Figure 15. Error distribution of the aggregates (sum, mean, median, and variance) with histogram granularity (number of bins = [10, 20, 40]) and geographical latitude. Among the aggregates, rsum is the result of the sum after boundary correction. Note that the error value is the absolute value of the relative error.

6. Discussion

OLAP and preaggregation are classic techniques in data warehouses, but their applications in the EO domain are mainly focused on data management and visualization, and little research has been conducted in the field of data analysis. HCube is a SOLAP model based on a generic EO data cube structure to support exploratory analysis. HCube can significantly reduce the dependence of EO data aggregation on the computing infrastructure, providing a lightweight and green solution. This is reflected in three aspects: (i) Small size. Frequency histograms with high data reduction ratios can be easily stored, shared, and analysed in local or remote storage environments. (ii) Fast response time. HCube converts spatiotemporal aggregation into multidimensional queries, significantly reducing the computation pressure and I/O latency. (iii) Low energy consumption. The CPU power consumption, memory usage, and I/O throughput during the aggregation query are significantly lower than those of the real-time aggregation computation. Therefore, HCube demonstrates suitable scalability for large-scale datasets. As a SOLAP model, HCube can be integrated into EO platforms. It can also be regarded as a localized EO data cube, thus complementing existing global EO platforms such as the Open Data Cube, EO Earth Cube, and GeoCube (Sudmanns et al. Citation2022).

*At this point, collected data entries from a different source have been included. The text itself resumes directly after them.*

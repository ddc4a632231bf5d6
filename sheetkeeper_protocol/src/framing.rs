// Length-delimited framing over a byte stream.
//
// A frame is a 4-byte big-endian length followed by that many payload bytes.
// This module is format-agnostic: it moves `&[u8]` / `Vec<u8>` and leaves
// JSON to `codec.rs`.
//
// `read_frame` distinguishes a peer that hangs up between frames (clean end
// of stream, `Ok(None)`) from one that disappears mid-frame
// (`UnexpectedEof`). The server logs the two differently.
//
// `MAX_MESSAGE_SIZE` caps the allocation a bogus length prefix can trigger.
// Character records are a few kilobytes, so the cap is far above anything a
// well-behaved peer sends.

use std::io::{self, Read, Write};

/// Largest accepted frame payload (16 MiB).
pub const MAX_MESSAGE_SIZE: u32 = 16 * 1024 * 1024;

/// Write one frame and flush.
pub fn write_frame<W: Write>(writer: &mut W, payload: &[u8]) -> io::Result<()> {
    let len = u32::try_from(payload.len())
        .ok()
        .filter(|len| *len <= MAX_MESSAGE_SIZE)
        .ok_or_else(|| {
            io::Error::new(
                io::ErrorKind::InvalidInput,
                format!(
                    "frame too large: {} bytes (max {MAX_MESSAGE_SIZE})",
                    payload.len()
                ),
            )
        })?;
    writer.write_all(&len.to_be_bytes())?;
    writer.write_all(payload)?;
    writer.flush()
}

/// Read one frame. Returns `Ok(None)` if the stream ends cleanly before the
/// first byte of a length prefix.
pub fn read_frame<R: Read>(reader: &mut R) -> io::Result<Option<Vec<u8>>> {
    let mut len_buf = [0u8; 4];
    let mut filled = 0;
    while filled < len_buf.len() {
        match reader.read(&mut len_buf[filled..]) {
            Ok(0) if filled == 0 => return Ok(None),
            Ok(0) => {
                return Err(io::Error::new(
                    io::ErrorKind::UnexpectedEof,
                    "stream ended inside a length prefix",
                ));
            }
            Ok(n) => filled += n,
            Err(e) if e.kind() == io::ErrorKind::Interrupted => {}
            Err(e) => return Err(e),
        }
    }

    let len = u32::from_be_bytes(len_buf);
    if len > MAX_MESSAGE_SIZE {
        return Err(io::Error::new(
            io::ErrorKind::InvalidData,
            format!("frame too large: {len} bytes (max {MAX_MESSAGE_SIZE})"),
        ));
    }
    let mut payload = vec![0u8; len as usize];
    reader.read_exact(&mut payload)?;
    Ok(Some(payload))
}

An obvious cost aspect of this approach is that preaggregation results in additional computation and storage overheads. However, compared to the scenario where users frequently request computational tasks, this approach involves only one computation at the beginning, which can greatly reduce the computational overhead of the subsequent queries. The expected computation size must be balanced with the query performance requirements according to the application requirements. For example, a coarser cube granularity (histogram bins, grid level, and time granularity) results in a higher query speed and less storage. One possible optimization approach is to identify hot spot regions based on the user query history and generate histogram information for these regions only while performing real-time aggregation in cold spot regions.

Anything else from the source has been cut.